Mary had two older cousins, Frances Lescher (Sister Mary of St Philip), who was the principal of Notre Dame Teacher Training College at Mount Pleasant, Liverpool, and Ann Lescher (Sister Mary of St Michael), who was also a sister in the Institute of Notre Dame, as well as their youngest sister Agnes (Dame Mary Gertrude).   In May 1869 she entered the mother house of the Notre Dame order, dedicated “to teach the poor in the most neglected places”, at Namur, Belgium, and took the name Sister Mary of St Wilfrid. She returned to England in September 1871 as a professed sister to teach in the Notre Dame boarding-school at Clapham, London. After a bout of rheumatic fever she convalesced at Mount Pleasant and was then appointed to the college staff there to lecture in botany, English, and music. In 1886 she became mistress of the boarders, instructed the senior girls, and taught psychology. In 1892 she was appointed superior of Everton Valley Convent, Liverpool, which ran a convent day school, several elementary schools, and a pupil-teacher centre where boarders were prepared for entry into the Mount Pleasant Training College.
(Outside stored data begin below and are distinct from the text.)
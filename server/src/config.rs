use anyhow::{Context, Result};
use feed::{DEFAULT_FEED_URL, DEFAULT_TIMEOUT_SECS};

/// Server configuration loaded from environment variables.
/// Every setting has a default, so an empty environment is valid.
#[derive(Debug, Clone)]
pub struct Config {
    pub feed_url: String,
    pub feed_timeout_secs: u64,
    pub host: String,
    pub port: u16,
    pub rust_log: String,
}

impl Config {
    pub fn from_env() -> Result<Self> {
        dotenvy::dotenv().ok(); // load .env if present; ignore if missing

        Ok(Config {
            feed_url: env_or("FEED_URL", DEFAULT_FEED_URL),
            feed_timeout_secs: env_or("FEED_TIMEOUT_SECS", &DEFAULT_TIMEOUT_SECS.to_string())
                .parse::<u64>()
                .context("FEED_TIMEOUT_SECS must be a whole number of seconds")?,
            host: env_or("HOST", "127.0.0.1"),
            port: env_or("PORT", "3000")
                .parse::<u16>()
                .context("PORT must be a valid port number")?,
            rust_log: env_or("RUST_LOG", "info"),
        })
    }

    pub fn bind_addr(&self) -> String {
        format!("{}:{}", self.host, self.port)
    }
}

fn env_or(key: &str, default: &str) -> String {
    std::env::var(key).unwrap_or_else(|_| default.to_string())
}
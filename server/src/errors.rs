use axum::{
    Json,
    http::StatusCode,
    response::{IntoResponse, Response},
};
use common::FieldErrors;
use feed::FetchError;
use serde_json::json;
use thiserror::Error;

/// Error type for every handler. Renders as
/// `{ "error": { "code", "message" } }`, plus `fields` for validation failures.
#[derive(Debug, Error)]
pub enum AppError {
    #[error("Not found: {0}")]
    NotFound(String),

    #[error("Application form has errors")]
    Validation(FieldErrors),

    #[error("Conflict: {0}")]
    Conflict(String),

    #[error("Feed error: {0}")]
    Fetch(#[from] FetchError),
}

impl IntoResponse for AppError {
    fn into_response(self) -> Response {
        let (status, code, message) = match &self {
            AppError::NotFound(msg) => (StatusCode::NOT_FOUND, "NOT_FOUND", msg.clone()),
            AppError::Validation(_) => (
                StatusCode::BAD_REQUEST,
                "VALIDATION_ERROR",
                self.to_string(),
            ),
            AppError::Conflict(msg) => (StatusCode::CONFLICT, "CONFLICT", msg.clone()),
            AppError::Fetch(e) => {
                tracing::warn!("Feed error: {e}");
                (StatusCode::BAD_GATEWAY, "FEED_ERROR", e.user_message())
            }
        };

        let mut error = json!({
            "code": code,
            "message": message
        });
        if let AppError::Validation(fields) = &self {
            error["fields"] = json!(fields);
        }

        (status, Json(json!({ "error": error }))).into_response()
    }
}
//! Job Finder Server
//!
//! Serves the job list, saved jobs and application form screens over a
//! REST API using Axum. The job list comes from the public job feed; saved
//! jobs and applications live in memory for the life of the process.

mod config;
mod errors;
mod feed_controller;
mod routes;
mod state;

use std::sync::Arc;
use std::time::Duration;

use anyhow::Result;
use feed::FeedClient;
use tower_http::trace::TraceLayer;
use tracing::{info, warn};
use tracing_subscriber::{EnvFilter, layer::SubscriberExt, util::SubscriberInitExt};

use crate::config::Config;
use crate::feed_controller::Completion;
use crate::routes::build_router;
use crate::state::AppState;

#[tokio::main]
async fn main() -> Result<()> {
    let config = Config::from_env()?;

    tracing_subscriber::registry()
        .with(
            EnvFilter::try_from_default_env()
                .unwrap_or_else(|_| EnvFilter::new(&config.rust_log)),
        )
        .with(tracing_subscriber::fmt::layer())
        .init();

    info!("Starting Job Finder Server v{}", env!("CARGO_PKG_VERSION"));

    let client = FeedClient::new(
        config.feed_url.clone(),
        Duration::from_secs(config.feed_timeout_secs),
    )?;
    info!(url = %config.feed_url, timeout_secs = config.feed_timeout_secs, "feed client ready");

    let state = AppState::new(Arc::new(client));

    // Initial load of the job list, like opening the app.
    let initial = state.clone();
    tokio::spawn(async move {
        match initial.refresh().await {
            Some(Completion::Applied) => info!("initial job list loaded"),
            Some(Completion::Failed(e)) => warn!("initial job list failed: {e}"),
            Some(Completion::Stale) | None => {}
        }
    });

    let app = build_router(state).layer(TraceLayer::new_for_http());

    let addr = config.bind_addr();
    let listener = tokio::net::TcpListener::bind(&addr).await?;
    info!("🌐 Server running at http://{}", addr);
    info!("   Try: curl 'http://{}/jobs?q=developer'", addr);

    axum::serve(listener, app).await?;

    Ok(())
}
In April 1893 Archbishop Eyre of Glasgow invited the Sisters of Notre Dame to establish a Roman Catholic teacher training college in Scotland which would relieve female students from the need of travelling to Liverpool or London for training. A site was chosen at Dowanhill, in the west end of Glasgow, near the university, which had just opened its classes to women. The college was officially established in December 1893 with Sister Mary of St Wilfrid as its first principal, assisted by four sisters. The first female Roman Catholic teachers to receive their training in Scotland began their course of study in January 1895. Sister Mary of St Wilfrid took an active part in the training of the students and through her singleness of purpose made the venture a success.
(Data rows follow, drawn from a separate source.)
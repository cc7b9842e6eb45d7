/// Error handling for the web server
///
/// Handlers return `WebResult<T>`. Expected outcomes (failed login, duplicate
/// email, missing session) are normal responses and never reach this type;
/// `WebError` covers what is left, chiefly store failures at request time.
/// Internal details are logged and replaced by a generic page.

use axum::{
    http::StatusCode,
    response::{Html, IntoResponse, Response},
};
use std::fmt;
use taskgate_shared::{auth::flow::AuthError, auth::password::PasswordError, error::StoreError};

/// Web result type alias
pub type WebResult<T> = Result<T, WebError>;

/// Unified web error type
#[derive(Debug)]
pub enum WebError {
    /// Not found (404)
    NotFound,

    /// Internal server error (500)
    InternalError(String),
}

impl fmt::Display for WebError {
    fn fmt(&self, f: &mut fmt::Formatter<'_>) -> fmt::Result {
        match self {
            WebError::NotFound => write!(f, "Not found"),
            WebError::InternalError(msg) => write!(f, "Internal error: {}", msg),
        }
    }
}

impl std::error::Error for WebError {}

fn error_page(status: StatusCode, title: &str, message: &str) -> Response {
    let body = format!(
        "<!doctype html>\n<html lang=\"en\">\n<head><meta charset=\"utf-8\"><title>{title}</title>\
         <link rel=\"stylesheet\" href=\"/style.css\"></head>\n\
         <body><main class=\"error\"><h1>{title}</h1><p>{message}</p>\
         <p><a href=\"/\">Back to home</a></p></main></body>\n</html>\n"
    );

    (status, Html(body)).into_response()
}

impl IntoResponse for WebError {
    fn into_response(self) -> Response {
        match self {
            WebError::NotFound => error_page(
                StatusCode::NOT_FOUND,
                "Page not found",
                "The page you requested does not exist.",
            ),
            WebError::InternalError(msg) => {
                tracing::error!("Internal error: {}", msg);
                error_page(
                    StatusCode::INTERNAL_SERVER_ERROR,
                    "Something went wrong",
                    "An internal error occurred. Please try again later.",
                )
            }
        }
    }
}

impl From<StoreError> for WebError {
    fn from(err: StoreError) -> Self {
        WebError::InternalError(format!("Store error: {}", err))
    }
}

impl From<PasswordError> for WebError {
    fn from(err: PasswordError) -> Self {
        WebError::InternalError(format!("Password operation failed: {}", err))
    }
}

/// Only reached for auth outcomes a handler did not turn into a page
impl From<AuthError> for WebError {
    fn from(err: AuthError) -> Self {
        match err {
            AuthError::Store(e) => e.into(),
            AuthError::Password(e) => e.into(),
            other => WebError::InternalError(format!("Unhandled auth outcome: {}", other)),
        }
    }
}

impl From<minijinja::Error> for WebError {
    fn from(err: minijinja::Error) -> Self {
        WebError::InternalError(format!("Template error: {:#}", err))
    }
}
A major achievement of Notre Dame College was the development of practical science teaching and the revolutionizing of biology teaching. A ‘practising school’, which was to include both a secondary school and the first Montessori school in Glasgow, was opened next to the college in 1897 and new schools were opened in Dumbarton (together with a convent) in 1908 and Milngavie in 1912. A staunch member of the Educational Institute of Scotland, Sister Mary of St Wilfrid encouraged all her students to join. As sister superior she was manager of the Notre Dame schools until May 1919, when Notre Dame Training College was transferred to the national scheme and came under the control of the national committee for the training of teachers. She retired as sister superior in 1919. She had been instrumental in founding a Notre Dame association for former students and the Glasgow University Catholic Women’s Association. She also set up a branch of the Scottish Needlework Guild to make garments for the poor and vestments for missions, and, after a stay in a nursing home in 1904, had set up the Association of Catholic Nurses of the Sick. Sister Mary of St Wilfrid died at Notre Dame Convent, Dowanhill, Glasgow, on 7 May 1927, and was buried on 11 May at Dalbeth cemetery.